Using the records below, repeat exactly the lines from the one holding "written to the actuator link" through the one holding "pub fn new()", both ends included, and no others.

Collected data entries:

►

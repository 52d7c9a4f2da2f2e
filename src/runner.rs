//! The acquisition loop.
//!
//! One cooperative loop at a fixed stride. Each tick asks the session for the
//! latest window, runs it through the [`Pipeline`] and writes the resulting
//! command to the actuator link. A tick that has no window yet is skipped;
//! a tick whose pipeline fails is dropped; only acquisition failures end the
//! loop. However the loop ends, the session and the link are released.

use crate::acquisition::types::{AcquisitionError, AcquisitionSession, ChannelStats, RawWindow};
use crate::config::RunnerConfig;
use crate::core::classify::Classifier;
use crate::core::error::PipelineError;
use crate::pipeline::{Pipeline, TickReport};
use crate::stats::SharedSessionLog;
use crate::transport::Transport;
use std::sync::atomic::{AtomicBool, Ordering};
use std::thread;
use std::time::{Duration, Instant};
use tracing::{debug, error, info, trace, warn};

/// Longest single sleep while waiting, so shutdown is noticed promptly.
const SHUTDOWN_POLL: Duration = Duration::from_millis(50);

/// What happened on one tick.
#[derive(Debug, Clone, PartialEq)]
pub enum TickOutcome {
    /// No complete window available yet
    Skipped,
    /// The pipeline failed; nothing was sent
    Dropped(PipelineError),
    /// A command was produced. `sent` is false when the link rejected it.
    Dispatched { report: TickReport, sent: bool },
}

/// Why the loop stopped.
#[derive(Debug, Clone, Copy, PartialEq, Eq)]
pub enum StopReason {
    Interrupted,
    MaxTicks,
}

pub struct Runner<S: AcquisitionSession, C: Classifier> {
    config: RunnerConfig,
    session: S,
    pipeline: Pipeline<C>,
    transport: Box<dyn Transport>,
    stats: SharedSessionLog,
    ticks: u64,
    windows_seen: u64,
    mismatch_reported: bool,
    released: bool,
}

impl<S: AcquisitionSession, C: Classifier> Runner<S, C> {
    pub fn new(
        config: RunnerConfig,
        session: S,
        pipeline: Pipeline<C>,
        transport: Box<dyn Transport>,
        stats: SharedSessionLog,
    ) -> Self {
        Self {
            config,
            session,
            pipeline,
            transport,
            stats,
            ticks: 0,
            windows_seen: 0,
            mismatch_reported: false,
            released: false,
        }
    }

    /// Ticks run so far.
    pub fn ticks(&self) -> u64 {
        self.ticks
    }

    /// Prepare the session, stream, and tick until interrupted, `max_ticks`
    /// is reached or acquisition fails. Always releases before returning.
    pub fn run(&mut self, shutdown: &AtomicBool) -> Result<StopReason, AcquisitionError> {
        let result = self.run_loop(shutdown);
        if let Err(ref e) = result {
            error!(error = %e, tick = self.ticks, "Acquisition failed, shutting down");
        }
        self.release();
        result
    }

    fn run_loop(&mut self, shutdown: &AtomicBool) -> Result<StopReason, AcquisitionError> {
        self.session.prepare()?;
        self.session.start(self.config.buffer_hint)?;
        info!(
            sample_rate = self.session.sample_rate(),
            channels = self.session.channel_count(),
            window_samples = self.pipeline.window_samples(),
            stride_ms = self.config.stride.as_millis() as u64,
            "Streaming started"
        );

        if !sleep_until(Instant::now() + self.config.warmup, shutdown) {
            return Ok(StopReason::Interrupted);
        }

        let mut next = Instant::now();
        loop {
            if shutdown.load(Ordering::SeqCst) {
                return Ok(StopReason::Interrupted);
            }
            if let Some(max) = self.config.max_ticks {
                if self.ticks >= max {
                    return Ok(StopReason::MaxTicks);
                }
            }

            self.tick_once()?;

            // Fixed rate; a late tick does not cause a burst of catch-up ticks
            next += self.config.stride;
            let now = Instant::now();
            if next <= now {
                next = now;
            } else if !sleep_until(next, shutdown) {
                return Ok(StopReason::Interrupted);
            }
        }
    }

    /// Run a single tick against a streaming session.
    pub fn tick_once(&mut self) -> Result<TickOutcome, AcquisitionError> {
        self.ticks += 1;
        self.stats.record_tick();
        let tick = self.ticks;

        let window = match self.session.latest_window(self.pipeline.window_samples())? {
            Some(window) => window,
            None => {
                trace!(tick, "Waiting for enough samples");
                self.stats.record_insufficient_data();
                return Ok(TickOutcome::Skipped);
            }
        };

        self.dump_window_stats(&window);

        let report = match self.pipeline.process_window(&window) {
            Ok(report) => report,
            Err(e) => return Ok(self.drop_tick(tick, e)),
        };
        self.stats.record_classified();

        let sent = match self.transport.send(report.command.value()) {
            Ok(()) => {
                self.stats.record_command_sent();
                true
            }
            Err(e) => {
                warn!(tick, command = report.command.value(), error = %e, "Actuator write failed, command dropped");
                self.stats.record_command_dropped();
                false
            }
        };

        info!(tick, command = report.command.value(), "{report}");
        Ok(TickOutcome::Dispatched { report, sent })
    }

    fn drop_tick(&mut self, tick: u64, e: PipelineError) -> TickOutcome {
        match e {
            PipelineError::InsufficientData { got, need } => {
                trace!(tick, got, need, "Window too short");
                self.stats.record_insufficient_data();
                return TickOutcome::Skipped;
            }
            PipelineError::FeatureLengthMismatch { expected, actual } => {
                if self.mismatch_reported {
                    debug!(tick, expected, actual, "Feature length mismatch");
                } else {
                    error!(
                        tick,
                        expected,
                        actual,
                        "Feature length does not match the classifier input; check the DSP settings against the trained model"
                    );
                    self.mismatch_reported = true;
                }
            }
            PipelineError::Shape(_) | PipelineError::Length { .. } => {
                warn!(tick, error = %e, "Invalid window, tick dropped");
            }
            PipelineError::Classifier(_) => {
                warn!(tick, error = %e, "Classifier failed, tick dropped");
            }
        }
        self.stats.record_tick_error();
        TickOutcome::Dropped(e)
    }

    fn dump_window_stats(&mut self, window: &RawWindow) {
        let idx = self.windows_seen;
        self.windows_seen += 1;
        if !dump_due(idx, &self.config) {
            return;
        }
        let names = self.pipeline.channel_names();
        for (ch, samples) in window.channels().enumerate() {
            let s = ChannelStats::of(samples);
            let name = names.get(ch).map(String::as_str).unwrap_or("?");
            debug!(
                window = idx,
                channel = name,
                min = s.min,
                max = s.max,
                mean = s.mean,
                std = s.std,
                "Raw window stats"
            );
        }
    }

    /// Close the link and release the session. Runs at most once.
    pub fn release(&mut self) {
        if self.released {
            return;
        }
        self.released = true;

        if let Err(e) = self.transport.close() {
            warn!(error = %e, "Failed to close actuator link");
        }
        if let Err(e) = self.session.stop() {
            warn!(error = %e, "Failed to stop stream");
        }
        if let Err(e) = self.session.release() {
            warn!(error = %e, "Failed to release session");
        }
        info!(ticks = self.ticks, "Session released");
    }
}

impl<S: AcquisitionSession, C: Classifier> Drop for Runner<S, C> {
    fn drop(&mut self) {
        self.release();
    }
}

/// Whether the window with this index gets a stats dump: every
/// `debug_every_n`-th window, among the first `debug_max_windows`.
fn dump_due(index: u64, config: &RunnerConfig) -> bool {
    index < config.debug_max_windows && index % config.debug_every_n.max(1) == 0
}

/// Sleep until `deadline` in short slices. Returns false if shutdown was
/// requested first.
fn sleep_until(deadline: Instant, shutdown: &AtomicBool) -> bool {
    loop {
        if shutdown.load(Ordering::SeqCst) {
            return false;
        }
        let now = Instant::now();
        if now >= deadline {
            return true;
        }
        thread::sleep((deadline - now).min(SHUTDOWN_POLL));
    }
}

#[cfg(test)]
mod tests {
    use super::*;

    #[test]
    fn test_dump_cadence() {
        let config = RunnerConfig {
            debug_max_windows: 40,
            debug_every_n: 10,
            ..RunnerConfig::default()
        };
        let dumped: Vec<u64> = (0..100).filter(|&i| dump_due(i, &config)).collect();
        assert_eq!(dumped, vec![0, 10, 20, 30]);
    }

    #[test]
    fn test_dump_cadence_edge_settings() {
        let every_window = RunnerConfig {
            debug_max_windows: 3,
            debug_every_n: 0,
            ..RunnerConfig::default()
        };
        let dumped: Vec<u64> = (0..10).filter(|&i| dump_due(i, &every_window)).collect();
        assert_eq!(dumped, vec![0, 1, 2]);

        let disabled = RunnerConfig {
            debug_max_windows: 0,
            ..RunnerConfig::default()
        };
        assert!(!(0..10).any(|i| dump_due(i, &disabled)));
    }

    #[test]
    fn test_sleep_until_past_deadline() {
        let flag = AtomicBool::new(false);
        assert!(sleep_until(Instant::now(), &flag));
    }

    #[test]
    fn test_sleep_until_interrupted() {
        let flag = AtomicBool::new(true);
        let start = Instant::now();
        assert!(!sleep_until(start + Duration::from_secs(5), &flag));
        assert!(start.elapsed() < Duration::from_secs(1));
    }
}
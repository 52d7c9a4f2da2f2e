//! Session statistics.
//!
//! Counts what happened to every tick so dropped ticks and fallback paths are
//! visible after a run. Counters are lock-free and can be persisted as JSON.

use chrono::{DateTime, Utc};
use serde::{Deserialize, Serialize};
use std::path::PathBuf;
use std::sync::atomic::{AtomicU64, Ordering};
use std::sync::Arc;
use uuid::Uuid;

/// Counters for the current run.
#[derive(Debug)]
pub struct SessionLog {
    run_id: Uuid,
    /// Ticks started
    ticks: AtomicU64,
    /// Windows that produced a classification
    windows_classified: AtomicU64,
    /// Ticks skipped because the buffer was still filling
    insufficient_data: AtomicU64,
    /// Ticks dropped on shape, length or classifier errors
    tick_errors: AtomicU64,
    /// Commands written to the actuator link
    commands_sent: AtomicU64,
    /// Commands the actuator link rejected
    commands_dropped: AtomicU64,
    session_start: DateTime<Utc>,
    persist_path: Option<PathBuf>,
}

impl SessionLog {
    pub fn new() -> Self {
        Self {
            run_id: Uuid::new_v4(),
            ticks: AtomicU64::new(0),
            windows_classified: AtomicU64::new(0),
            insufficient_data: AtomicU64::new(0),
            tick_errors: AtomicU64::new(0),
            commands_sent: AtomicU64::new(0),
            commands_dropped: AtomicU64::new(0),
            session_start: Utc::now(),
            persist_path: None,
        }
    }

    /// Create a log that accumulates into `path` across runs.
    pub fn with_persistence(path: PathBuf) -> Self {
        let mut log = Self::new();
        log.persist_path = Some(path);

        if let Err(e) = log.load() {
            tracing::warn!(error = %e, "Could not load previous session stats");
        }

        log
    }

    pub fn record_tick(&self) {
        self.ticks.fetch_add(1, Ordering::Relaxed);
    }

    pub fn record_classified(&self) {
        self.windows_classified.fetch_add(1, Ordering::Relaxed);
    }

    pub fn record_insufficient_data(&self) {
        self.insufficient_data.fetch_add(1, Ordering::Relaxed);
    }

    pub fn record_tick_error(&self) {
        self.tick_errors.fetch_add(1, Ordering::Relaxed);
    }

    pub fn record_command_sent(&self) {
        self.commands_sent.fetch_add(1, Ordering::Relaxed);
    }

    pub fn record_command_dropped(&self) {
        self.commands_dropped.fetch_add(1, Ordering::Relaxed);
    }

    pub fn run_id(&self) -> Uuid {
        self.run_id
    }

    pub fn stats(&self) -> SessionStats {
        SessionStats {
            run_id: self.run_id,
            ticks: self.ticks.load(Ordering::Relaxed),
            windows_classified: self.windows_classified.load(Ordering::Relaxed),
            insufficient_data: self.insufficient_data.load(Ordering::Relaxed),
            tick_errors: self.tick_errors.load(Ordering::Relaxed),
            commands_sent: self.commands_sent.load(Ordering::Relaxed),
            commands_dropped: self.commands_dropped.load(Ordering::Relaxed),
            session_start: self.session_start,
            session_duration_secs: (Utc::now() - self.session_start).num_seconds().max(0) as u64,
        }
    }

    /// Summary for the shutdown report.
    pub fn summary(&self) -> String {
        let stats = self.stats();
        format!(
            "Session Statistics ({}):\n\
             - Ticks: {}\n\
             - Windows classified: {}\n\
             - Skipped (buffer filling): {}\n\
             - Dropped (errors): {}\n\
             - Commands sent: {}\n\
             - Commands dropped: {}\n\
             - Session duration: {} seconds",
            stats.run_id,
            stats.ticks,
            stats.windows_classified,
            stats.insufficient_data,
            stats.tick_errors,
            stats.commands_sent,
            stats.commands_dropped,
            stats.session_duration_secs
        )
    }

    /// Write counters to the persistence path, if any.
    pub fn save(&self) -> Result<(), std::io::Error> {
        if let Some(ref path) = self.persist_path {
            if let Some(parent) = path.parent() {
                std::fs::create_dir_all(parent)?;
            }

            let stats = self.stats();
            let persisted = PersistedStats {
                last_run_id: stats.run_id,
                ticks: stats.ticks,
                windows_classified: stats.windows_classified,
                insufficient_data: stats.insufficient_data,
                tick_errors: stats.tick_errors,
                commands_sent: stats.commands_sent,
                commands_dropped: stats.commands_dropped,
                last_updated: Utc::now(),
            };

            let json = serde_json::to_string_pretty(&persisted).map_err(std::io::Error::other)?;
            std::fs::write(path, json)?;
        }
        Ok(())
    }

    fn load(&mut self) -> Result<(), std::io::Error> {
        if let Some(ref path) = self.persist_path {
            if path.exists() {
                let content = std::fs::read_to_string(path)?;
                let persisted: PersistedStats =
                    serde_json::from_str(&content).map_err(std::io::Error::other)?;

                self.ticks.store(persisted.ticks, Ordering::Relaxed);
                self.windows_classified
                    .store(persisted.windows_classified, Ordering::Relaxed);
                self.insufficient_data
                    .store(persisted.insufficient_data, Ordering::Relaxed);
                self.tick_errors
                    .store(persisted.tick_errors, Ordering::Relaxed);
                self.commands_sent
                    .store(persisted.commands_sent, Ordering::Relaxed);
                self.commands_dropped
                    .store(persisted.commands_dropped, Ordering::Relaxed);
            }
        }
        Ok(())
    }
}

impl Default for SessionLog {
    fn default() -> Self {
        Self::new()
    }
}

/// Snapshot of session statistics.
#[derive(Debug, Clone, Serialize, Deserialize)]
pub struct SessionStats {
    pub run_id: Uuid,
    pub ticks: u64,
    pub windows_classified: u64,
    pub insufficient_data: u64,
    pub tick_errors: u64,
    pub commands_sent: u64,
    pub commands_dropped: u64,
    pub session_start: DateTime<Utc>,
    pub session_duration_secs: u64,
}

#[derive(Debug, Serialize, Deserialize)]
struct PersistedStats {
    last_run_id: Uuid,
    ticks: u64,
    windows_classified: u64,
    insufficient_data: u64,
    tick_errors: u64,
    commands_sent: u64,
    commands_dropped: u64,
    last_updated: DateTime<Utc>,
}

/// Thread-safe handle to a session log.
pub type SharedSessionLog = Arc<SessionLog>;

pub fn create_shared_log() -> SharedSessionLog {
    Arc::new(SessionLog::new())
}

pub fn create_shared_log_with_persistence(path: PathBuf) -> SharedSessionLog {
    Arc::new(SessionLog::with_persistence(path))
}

◄

● **Worked solution**:
    /// Commands written to the actuator link
    commands_sent: AtomicU64,
    /// Commands the actuator link rejected
    commands_dropped: AtomicU64,
    session_start: DateTime<Utc>,
    persist_path: Option<PathBuf>,
}

impl SessionLog {
    pub fn new() -> Self {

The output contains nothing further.